Alors que le mouvement « body positive » prône la diversité des silhouettes et l'acceptation de son corps, les réseaux sociaux inondent nos fils d’actualité d’une mode conformiste et homogène. Cette profusion de selfies aux traits lissés, polis par l’envie d'apparaître sous son meilleur jour, nous éloigne, comme jamais auparavant, de l’idée d’individualité.

Sourcils parfaitement arqués, regard insipide, contouring et moue boudeuse agrémentée d’un chapeau à large bord et de pièces de « fast fashion », voilà le look dupliqué à l’infini sur Instagram. Le contenu du réseau social révèle ainsi un cruel manque d’originalité, fait de styles basiques et monosyllabiques. Des sites comme Insta Repeat pointent ce manque de créativité dans notre façon de nous présenter. Les deux millions de posts quotidiens qui alimentent le hashtag #OOTD (Tenue du Jour) ne sont rien d'autre qu'une suite de clichés répondant davantage au nom de Old Obsolete Tired Done (Vieux, Obsolète, Épuisé, Déjà vu).

Desperately seeking fashion

Bien sûr, des tendances dominantes ont alimenté la seconde moitié du XXe siècle, en matière de beauté - des soutiens-gorge à bouts pointus aux cils d'araignée, des coiffures de top-modèle à la mèche rebelle, des femmes pulpeuses aux femmes longilignes - mais chaque décennie avait des symboles significatifs : les années 50 ont fourni les twinsets beatnik, les pantalons capri et les jupes patineuses ; les années 60 ont été marquées par des accessoires en plastique et des robes de secrétaire ; l’atmosphère bohème des années 70 nous a fait danser avec des pantalons « patte d’eph’ », des maxi-robes en velours et des imprimés psychédéliques, pour être ensuite remplacés par les vêtements à épaulette des années 80 ; enfin, les années 90 ont été marquées par des robes minimalistes, des chemises grunges, des vêtements de rave party et des pantalons taille basse. Toutes ces pièces vestimentaires sont devenus des incontournables de la mode d’autrefois et d'aujourd'hui.

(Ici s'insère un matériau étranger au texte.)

//! 任务生命周期管理
//!
//! 提交：分配 ID → 登记关联等待 → 按插件描述选队列 → 入队；
//! 执行：工作循环取出任务交给 `TaskHandler`（分发状态机），无论成功、失败还是 panic 都恰好调用一次 `complete_task`；
//! 完成：判定状态、解析等待方、关闭进度订阅、在保留期后从缓存移除。

use std::collections::HashMap;
use std::sync::atomic::{AtomicUsize, Ordering};
use std::sync::{Arc, Weak};
use std::time::Duration;

use async_trait::async_trait;
use serde_json::Value;
use tokio::sync::{mpsc, oneshot, Mutex, RwLock};
use tokio::task::JoinHandle;

use super::correlation::{CorrelationRegistry, PendingReply};
use super::model::{Task, TaskId, TaskStatus};
use super::progress::ProgressSubscriber;
use super::queue::{QueueSet, DEFAULT_QUEUE};
use crate::channel::DuplexChannel;
use crate::core::TaskError;
use crate::plugins::{PluginRegistry, ProgressUpdate};

/// 完成任务在缓存中的默认保留时长
pub const DEFAULT_RETENTION: Duration = Duration::from_secs(600);

/// 等待任务完成的默认超时
pub const DEFAULT_REPLY_TIMEOUT: Duration = Duration::from_secs(24 * 60 * 60);

/// 任务处理者：为出队的任务选择并运行执行方，结果写回任务
#[async_trait]
pub trait TaskHandler: Send + Sync {
    async fn handle(&self, task: &mut Task);
}

/// 生命周期参数
#[derive(Debug, Clone, Copy)]
pub struct LifecycleConfig {
    pub retention: Duration,
    pub reply_timeout: Duration,
}

impl Default for LifecycleConfig {
    fn default() -> Self {
        Self {
            retention: DEFAULT_RETENTION,
            reply_timeout: DEFAULT_REPLY_TIMEOUT,
        }
    }
}

/// 完成前的进度冲刷请求：进度泵处理完先前入队的进度后应答
struct FlushRequest {
    task_id: TaskId,
    done: oneshot::Sender<()>,
}

/// 任务生命周期管理器
pub struct TaskManager {
    handler: Arc<dyn TaskHandler>,
    plugins: Arc<PluginRegistry>,
    correlations: Arc<CorrelationRegistry>,
    queues: QueueSet,
    tasks: RwLock<HashMap<TaskId, Task>>,
    subscribers: Mutex<HashMap<TaskId, ProgressSubscriber>>,
    running: AtomicUsize,
    config: LifecycleConfig,
    flush: std::sync::Mutex<Option<mpsc::UnboundedSender<FlushRequest>>>,
}

impl TaskManager {
    pub fn new(
        handler: Arc<dyn TaskHandler>,
        plugins: Arc<PluginRegistry>,
        correlations: Arc<CorrelationRegistry>,
        config: LifecycleConfig,
    ) -> Arc<Self> {
        Arc::new(Self {
            handler,
            plugins,
            correlations,
            queues: QueueSet::new(),
            tasks: RwLock::new(HashMap::new()),
            subscribers: Mutex::new(HashMap::new()),
            running: AtomicUsize::new(0),
            config,
            flush: std::sync::Mutex::new(None),
        })
    }

    /// 提交并等待完成
    pub async fn run(self: &Arc<Self>, task: Task) -> Result<Task, TaskError> {
        let (_, pending) = self.submit(task, None).await?;
        self.await_completion(pending).await
    }

    /// 提交后立即返回任务 ID；完成结果可经 `try_get` 查询
    pub async fn run_async(self: &Arc<Self>, task: Task) -> Result<TaskId, TaskError> {
        let (id, pending) = self.submit(task, None).await?;
        let timeout = self.config.reply_timeout;
        // 持有等待句柄直到完成，任务在此期间视为在途，可被订阅进度
        tokio::spawn(async move {
            if let Err(e) = pending.wait(timeout).await {
                tracing::warn!("async task wait ended: {}", e);
            }
        });
        Ok(id)
    }

    /// 先为任务登记进度订阅，再提交并等待完成
    pub async fn run_and_subscribe_progress(
        self: &Arc<Self>,
        task: Task,
        channel: Arc<dyn DuplexChannel>,
        close_on_complete: bool,
    ) -> Result<Task, TaskError> {
        let (_, pending) = self.submit(task, Some((channel, close_on_complete))).await?;
        self.await_completion(pending).await
    }

    async fn await_completion(&self, pending: PendingReply) -> Result<Task, TaskError> {
        let value = pending.wait(self.config.reply_timeout).await?;
        Task::from_value(value).map_err(|e| TaskError::Decode(e.to_string()))
    }

    async fn submit(
        self: &Arc<Self>,
        mut task: Task,
        subscriber: Option<(Arc<dyn DuplexChannel>, bool)>,
    ) -> Result<(TaskId, PendingReply), TaskError> {
        if task.id.is_empty() {
            task.id = uuid::Uuid::new_v4().to_string();
        }
        task.status = TaskStatus::Pending;
        task.output = None;
        task.completed_at = None;
        task.created_at = Some(chrono::Utc::now().timestamp_millis());

        let id = task.id.clone();
        let pending = self.correlations.register(&id)?;

        if let Some((channel, close_on_complete)) = subscriber {
            self.subscribers
                .lock()
                .await
                .insert(id.clone(), ProgressSubscriber::new(id.clone(), channel, close_on_complete));
        }

        let (queue, limit) = match self.plugins.try_get_plugin(task.capability()).await {
            Some(descriptor) => (descriptor.queue_name(), descriptor.concurrency()),
            None => (DEFAULT_QUEUE.to_string(), None),
        };
        tracing::debug!(task_id = %id, queue = %queue, ?limit, "task queued");

        self.tasks.write().await.insert(id.clone(), task);

        let manager = Arc::clone(self);
        let task_id = id.clone();
        self.queues
            .enqueue(&queue, limit, Box::pin(async move { manager.execute(task_id).await }));

        Ok((id, pending))
    }

    async fn execute(self: Arc<Self>, id: TaskId) {
        let task = {
            let mut tasks = self.tasks.write().await;
            match tasks.get_mut(&id) {
                Some(task) => {
                    task.status = TaskStatus::Running;
                    task.clone()
                }
                None => {
                    tracing::warn!(task_id = %id, "queued task vanished before execution");
                    return;
                }
            }
        };

        self.running.fetch_add(1, Ordering::SeqCst);
        let handler = Arc::clone(&self.handler);
        let fallback = task.clone();
        let outcome = tokio::spawn(async move {
            let mut task = task;
            handler.handle(&mut task).await;
            task
        })
        .await;
        self.running.fetch_sub(1, Ordering::SeqCst);

        let task = match outcome {
            Ok(task) => task,
            Err(e) => {
                tracing::error!(task_id = %id, "task handler aborted: {}", e);
                let mut task = fallback;
                task.output = None;
                task.trace.error(format!("dispatch aborted: {}", e));
                task
            }
        };
        self.complete_task(task).await;
    }

    /// 标记完成：Output 为空（或 null）视为失败；先送达已产生的进度并关闭订阅，再解析等待方
    pub async fn complete_task(self: &Arc<Self>, mut task: Task) {
        let succeeded = task.output.as_ref().map(|v| !v.is_null()).unwrap_or(false);
        task.status = if succeeded { TaskStatus::Completed } else { TaskStatus::Failed };
        task.trace.success = succeeded;
        if !succeeded && task.trace.message.is_none() {
            task.trace.error("no output");
        }
        let completed_at = chrono::Utc::now().timestamp_millis();
        task.completed_at = Some(completed_at);

        let id = task.id.clone();
        self.flush_progress(&id).await;
        let subscriber = self.subscribers.lock().await.remove(&id);
        if let Some(subscriber) = subscriber {
            subscriber.close().await;
        }

        let value = task.to_value();
        tracing::info!(task_id = %id, status = ?task.status, "task completed");
        self.tasks.write().await.insert(id.clone(), task);
        self.correlations.complete(&id, value);

        self.schedule_eviction(id, completed_at);
    }

    /// 等待进度泵处理完此前入队的进度（未启动进度泵时立即返回）
    async fn flush_progress(&self, id: &str) {
        let flush = self.flush.lock().unwrap_or_else(|e| e.into_inner()).clone();
        let Some(flush) = flush else { return };
        let (done, ack) = oneshot::channel();
        let request = FlushRequest {
            task_id: id.to_string(),
            done,
        };
        if flush.send(request).is_ok() {
            let _ = ack.await;
        }
    }

    fn schedule_eviction(self: &Arc<Self>, id: TaskId, completed_at: i64) {
        let manager: Weak<Self> = Arc::downgrade(self);
        let retention = self.config.retention;
        tokio::spawn(async move {
            tokio::time::sleep(retention).await;
            if let Some(manager) = manager.upgrade() {
                let mut tasks = manager.tasks.write().await;
                // 同一 ID 若已被重新提交，则保留新任务
                let expired = tasks
                    .get(&id)
                    .map(|t| t.is_finished() && t.completed_at == Some(completed_at))
                    .unwrap_or(false);
                if expired {
                    tasks.remove(&id);
                    tracing::debug!(task_id = %id, "task evicted");
                }
            }
        });
    }

    /// 向任务的进度订阅者推送一条进度；未送达返回 false
    pub async fn update_progress(&self, id: &str, progress: &Value) -> bool {
        if !self.tasks.read().await.contains_key(id) {
            return false;
        }
        let subscribers = self.subscribers.lock().await;
        match subscribers.get(id) {
            Some(subscriber) => subscriber.send(progress).await,
            None => false,
        }
    }

    /// 订阅在途任务的进度；完成时连带关闭通道
    pub async fn subscribe_progress(&self, id: &str, channel: Arc<dyn DuplexChannel>) -> Result<(), TaskError> {
        if !self.correlations.contains(id) {
            return Err(TaskError::NotInFlight(id.to_string()));
        }
        self.subscribers
            .lock()
            .await
            .insert(id.to_string(), ProgressSubscriber::new(id, channel, true));
        Ok(())
    }

    pub async fn try_get(&self, id: &str) -> Option<Task> {
        self.tasks.read().await.get(id).cloned()
    }

    /// 正在执行的任务数
    pub fn running_count(&self) -> usize {
        self.running.load(Ordering::SeqCst)
    }

    pub fn queues(&self) -> &QueueSet {
        &self.queues
    }

    /// 把执行器产生的进度转发给订阅者
    ///
    /// 进度与完成前的冲刷请求在同一循环中处理，进度优先：冲刷应答时该任务此前的进度都已送达。
    pub fn pump_progress(self: &Arc<Self>, mut rx: mpsc::UnboundedReceiver<ProgressUpdate>) -> JoinHandle<()> {
        let (flush_tx, mut flush_rx) = mpsc::unbounded_channel::<FlushRequest>();
        *self.flush.lock().unwrap_or_else(|e| e.into_inner()) = Some(flush_tx);

        let manager = Arc::downgrade(self);
        tokio::spawn(async move {
            let mut updates_open = true;
            loop {
                tokio::select! {
                    biased;
                    update = rx.recv(), if updates_open => match update {
                        Some(update) => {
                            let Some(manager) = manager.upgrade() else { break };
                            if !manager.update_progress(&update.task_id, &update.progress).await {
                                tracing::trace!(task_id = %update.task_id, "progress without subscriber dropped");
                            }
                        }
                        None => updates_open = false,
                    },
                    request = flush_rx.recv() => match request {
                        Some(request) => {
                            tracing::trace!(task_id = %request.task_id, "progress flushed");
                            let _ = request.done.send(());
                        }
                        None => break,
                    },
                }
            }
        })
    }
}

Mais ce millénaire, capturé milliseconde par milliseconde grâce à la technologie numérique, montre moins d'évolution vestimentaires - Athleisure, Normcore, Upcycling - que de modifications physiques - poitrines généreuses, fesses rebondies, lèvres pulpeuses, extensions de capillaires. L’acte chirurgical a pris le dessus sur la splendeur vestimentaire.

La beauté et le glamour sont souvent intégrés dans la catégorie « mode », mais, désormais, ils en effacent littéralement le potentiel et la portée. La mode n'est pas un simple divertissement. La mode, comme l'art, peut stimuler la pensée, créer le changement et élever l'âme comme une peinture ou une sculpture, tandis que le glamour est plus susceptible d'amuser temporairement ou de fournir une échappatoire. Une visite au Dover Street Market peut par exemple procurer au visiteur un bien-être similaire à celui du temps temps passé dans un temple. Le génie de la mode n'a pas besoin de se rendre reproductible et les vrais pionniers font confiance à leur instinct personnel et non aux tutoriels Youtube, ils valorisent l'expérimentation et reconnaissent les bienfaits de l'échec. La recherche d'une perfection et d'une conformité insipides est donc un effacement de l'art de la mode. C'est le style plutôt que la substance, le polissage plutôt que le processus.

La folie des Likes

Le bouton Like fait partie intégrante de la société moderne, mais l'acte d'aimer équivaut à utiliser le mot « sympa ». C'est sans engagement, inoffensif, non conflictuel. N'importe qui peut être gentil, et ce qui est familier recevra plus de Likes car nous les humains sommes des créatures attachés aux habitudes. Une esthétique préfabriquée est plus facile à digérer qu'une tenue spontanée et négligée. Influencer dans un contexte quotidien a un impact éphémère, ne devrions-nous pas plutôt choisir d'influencer avec un effet durable ? Les influenceurs des médias sociaux qui réussissent grâce aux sponsorings et aux contrats ne sont pas différents des commerciaux, ils portent eux-aussi un uniforme et gagnent de l'argent en vendant leurs produits à la population.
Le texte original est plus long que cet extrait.